Nesta coluna para o Frisson Online quero dar um depoimento profissional: eu já publiquei fofoca. Em 1997, quando troquei o jornalismo político pelo de TV e celebridades (que pagava mais e eu trabalhava menos), comecei num jornal popular de São Paulo.

Por ser um jornal destinado à classe média baixa ("Folha da Tarde") escrever fofocas era algo obrigatório. 

Publiquei casos de chiliques de apresentadores de locais públicos; de pagodeiros que atrasaram pensão de filhos pequenos; de famoso que levou chifre ou chifrou; e outros casos comezinhos –porém que davam uma enorme audiência (e, por incrível que pareça, prestígio ao jornal).

Quando migrei para a internet, em 2000, estreei a coluna (Ooops!, na Folha.com) que também publicava fofocas. A diferença entre mim e os fofoqueiros atuais é que eu procurava sempre escrever com humor e deboche.

Eu, que vinha da fria cobertura política, nunca levei a sério o "jornalismo de entretenimento", embora escrevesse com os fundamentos do jornalismo responsável: ouvia os envolvidos, questionava, apurava.

Mas, de qualquer forma, eu sempre ironizava o assunto.

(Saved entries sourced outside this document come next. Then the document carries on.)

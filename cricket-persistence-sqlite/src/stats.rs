use sqlx::{Pool, Row, Sqlite, sqlite::SqliteRow};

use cricket_server_domain::{
    MatchId, PlayerId, ServiceResult,
    stats::{PlayerCareerStats, PlayerMatchStatistic, StatisticsRepository},
};

use crate::{parse_uuid, store_err};

pub struct SqliteStatisticsRepository {
    pool: Pool<Sqlite>,
}

impl SqliteStatisticsRepository {
    pub fn new(pool: Pool<Sqlite>) -> Self {
        Self { pool }
    }

    fn statistic_from_row(row: &SqliteRow) -> ServiceResult<PlayerMatchStatistic> {
        let match_id: String = row.try_get("match_id").map_err(store_err)?;
        let player_id: String = row.try_get("player_id").map_err(store_err)?;
        let runs_scored: i64 = row.try_get("runs_scored").map_err(store_err)?;
        let balls_faced: i64 = row.try_get("balls_faced").map_err(store_err)?;
        let fours: i64 = row.try_get("fours").map_err(store_err)?;
        let sixes: i64 = row.try_get("sixes").map_err(store_err)?;
        let runs_conceded: i64 = row.try_get("runs_conceded").map_err(store_err)?;
        let maidens: i64 = row.try_get("maidens").map_err(store_err)?;
        let wickets_taken: i64 = row.try_get("wickets_taken").map_err(store_err)?;
        let catches: i64 = row.try_get("catches").map_err(store_err)?;
        let stumpings: i64 = row.try_get("stumpings").map_err(store_err)?;

        Ok(PlayerMatchStatistic {
            match_id: MatchId(parse_uuid("match_id", &match_id)?),
            player_id: PlayerId(parse_uuid("player_id", &player_id)?),
            runs_scored: runs_scored as u32,
            balls_faced: balls_faced as u32,
            fours: fours as u32,
            sixes: sixes as u32,
            overs_bowled: row.try_get("overs_bowled").map_err(store_err)?,
            runs_conceded: runs_conceded as u32,
            maidens: maidens as u32,
            wickets_taken: wickets_taken as u32,
            catches: catches as u32,
            stumpings: stumpings as u32,
            batting_status: row.try_get("batting_status").map_err(store_err)?,
        })
    }

    fn career_stats_from_row(row: &SqliteRow) -> ServiceResult<PlayerCareerStats> {
        let player_id: String = row.try_get("player_id").map_err(store_err)?;
        let matches_played: i64 = row.try_get("matches_played").map_err(store_err)?;
        let total_runs: i64 = row.try_get("total_runs").map_err(store_err)?;
        let highest_score: i64 = row.try_get("highest_score").map_err(store_err)?;
        let total_balls_faced: i64 = row.try_get("total_balls_faced").map_err(store_err)?;
        let number_of_4s: i64 = row.try_get("number_of_4s").map_err(store_err)?;
        let number_of_6s: i64 = row.try_get("number_of_6s").map_err(store_err)?;
        let total_wickets: i64 = row.try_get("total_wickets").map_err(store_err)?;
        let total_runs_conceded: i64 = row.try_get("total_runs_conceded").map_err(store_err)?;
        let number_of_man_of_the_match: i64 =
            row.try_get("number_of_man_of_the_match").map_err(store_err)?;

        Ok(PlayerCareerStats {
            player_id: PlayerId(parse_uuid("player_id", &player_id)?),
            matches_played: matches_played as u32,
            total_runs: total_runs as u32,
            highest_score: highest_score as u32,
            total_balls_faced: total_balls_faced as u32,
            number_of_4s: number_of_4s as u32,
            number_of_6s: number_of_6s as u32,
            total_wickets: total_wickets as u32,
            total_runs_conceded: total_runs_conceded as u32,
            total_overs_bowled: row.try_get("total_overs_bowled").map_err(store_err)?,
            best_bowling_figures: row.try_get("best_bowling_figures").map_err(store_err)?,
            strike_rate: row.try_get("strike_rate").map_err(store_err)?,
            economy_rate: row.try_get("economy_rate").map_err(store_err)?,
            number_of_man_of_the_match: number_of_man_of_the_match as u32,
        })
    }
}

#[async_trait::async_trait]
impl StatisticsRepository for SqliteStatisticsRepository {
    async fn get_player_match_statistics(
        &self,
        player_id: PlayerId,
    ) -> ServiceResult<Vec<PlayerMatchStatistic>> {
        let rows = sqlx::query("SELECT * FROM player_match_statistics WHERE player_id = ?")
            .bind(player_id.to_string())
            .fetch_all(&self.pool)
            .await
            .map_err(store_err)?;

        let mut statistics = Vec::with_capacity(rows.len());
        for row in &rows {
            statistics.push(Self::statistic_from_row(row)?);
        }
        Ok(statistics)
    }

    async fn count_man_of_the_match(&self, player_id: PlayerId) -> ServiceResult<u32> {
        let count: i64 =
            sqlx::query_scalar("SELECT COUNT(*) FROM matches WHERE man_of_the_match = ?")
                .bind(player_id.to_string())
                .fetch_one(&self.pool)
                .await
                .map_err(store_err)?;
        Ok(count as u32)
    }

    async fn get_career_stats(
        &self,
        player_id: PlayerId,
    ) -> ServiceResult<Option<PlayerCareerStats>> {
        let row = sqlx::query("SELECT * FROM player_career_stats WHERE player_id = ?")
            .bind(player_id.to_string())
            .fetch_optional(&self.pool)
            .await
            .map_err(store_err)?;
        row.map(|row| Self::career_stats_from_row(&row)).transpose()
    }

    async fn upsert_career_stats(&self, stats: &PlayerCareerStats) -> ServiceResult<()> {
        sqlx::query(
            "INSERT INTO player_career_stats (player_id, matches_played, total_runs, \
             highest_score, total_balls_faced, number_of_4s, number_of_6s, total_wickets, \
             total_runs_conceded, total_overs_bowled, best_bowling_figures, strike_rate, \
             economy_rate, number_of_man_of_the_match) \
             VALUES (?, ?, ?, ?, ?, ?, ?, ?, ?, ?, ?, ?, ?, ?) \
             ON CONFLICT(player_id) DO UPDATE SET \
             matches_played = excluded.matches_played, \
             total_runs = excluded.total_runs, \
             highest_score = excluded.highest_score, \
             total_balls_faced = excluded.total_balls_faced, \
             number_of_4s = excluded.number_of_4s, \
             number_of_6s = excluded.number_of_6s, \
             total_wickets = excluded.total_wickets, \
             total_runs_conceded = excluded.total_runs_conceded, \
             total_overs_bowled = excluded.total_overs_bowled, \
             best_bowling_figures = excluded.best_bowling_figures, \
             strike_rate = excluded.strike_rate, \
             economy_rate = excluded.economy_rate, \
             number_of_man_of_the_match = excluded.number_of_man_of_the_match",
        )
        .bind(stats.player_id.to_string())
        .bind(stats.matches_played as i64)
        .bind(stats.total_runs as i64)
        .bind(stats.highest_score as i64)
        .bind(stats.total_balls_faced as i64)
        .bind(stats.number_of_4s as i64)
        .bind(stats.number_of_6s as i64)
        .bind(stats.total_wickets as i64)
        .bind(stats.total_runs_conceded as i64)
        .bind(stats.total_overs_bowled)
        .bind(&stats.best_bowling_figures)
        .bind(stats.strike_rate)
        .bind(stats.economy_rate)
        .bind(stats.number_of_man_of_the_match as i64)
        .execute(&self.pool)
        .await
        .map_err(store_err)?;
        Ok(())
    }
}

Como a coluna Ooops! se tornou um enorme sucesso (foi a coluna mais lida da internet brasileira por seis anos, 2000-2006; e não é cabotinismo, tenho provas), pela primeira vez comecei a sentir física e emocionalmente o efeito que essas publicações me causavam.

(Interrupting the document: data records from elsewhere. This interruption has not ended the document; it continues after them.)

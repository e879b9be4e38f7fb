use std::sync::Arc;

use dashmap::DashMap;

use crate::{ServiceResult, VenueId};

#[derive(Clone, Debug, PartialEq)]
pub struct Venue {
    pub id: VenueId,
    pub name: String,
    pub city: String,
    pub capacity: u32,
}

#[async_trait::async_trait]
pub trait VenueRepository {
    async fn get_venues(&self) -> ServiceResult<Vec<Venue>>;
}

#[derive(Clone, Default)]
pub struct MockVenueRepository {
    pub venues: Arc<DashMap<VenueId, Venue>>,
}

#[allow(unused)]
impl MockVenueRepository {
    pub fn with_venues(venues: Vec<Venue>) -> Self {
        let repo = Self::default();
        for venue in venues {
            repo.venues.insert(venue.id, venue);
        }
        repo
    }
}

#[async_trait::async_trait]
impl VenueRepository for MockVenueRepository {
    async fn get_venues(&self) -> ServiceResult<Vec<Venue>> {
        let mut venues: Vec<Venue> = self
            .venues
            .iter()
            .map(|entry| entry.value().clone())
            .collect();
        venues.sort_by(|a, b| a.name.cmp(&b.name));
        Ok(venues)
    }
}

Isso não acontecia no jornal impresso. A gente não via no papel a reação imediata de nada que era publicado.

Na internet, não. De cara eu percebia que, se por um lado essas notas causavam (sem trocadilho) frisson na internet, por outro elas me faziam mal emocionalmente. E nem o deboche diminuía essa sensação.

Em 2006 cheguei ao colapso físico e mental. 

Não aguentava mais acumular o cargo de editor-chefe da Folha.com e ainda escrever uma coluna semanal imensa, ainda por cima com uma pressão descontrolada dos leitores. 

Vejam só, eu tinha realizado o sonho de todo jornalista: ser o melhor da minha área, ser copiado, repercutido e ter milhões de seguidores semanais.

Só que o sonho veio com um pesadelo embutido: internautas passaram a se comportar como capatazes, exigindo cada vez mais e mais fofocas; e muitos até me ofendendo quando em alguma semana eu dava outro rumo à coluna, que não o "gossip".

O que percebi é que aqueles leitores-capatazes (e eram muitos, acreditem) eram como vampiros da vida alheia, sedentos por futricas e intimidades. Quanto mais podre, melhor.

Cansei.

A partir desse dia nunca mais publiquei assuntos íntimos de famosos, exceto em casos relevantes e que afetem a vida de outras pessoas ou o desempenho profissional.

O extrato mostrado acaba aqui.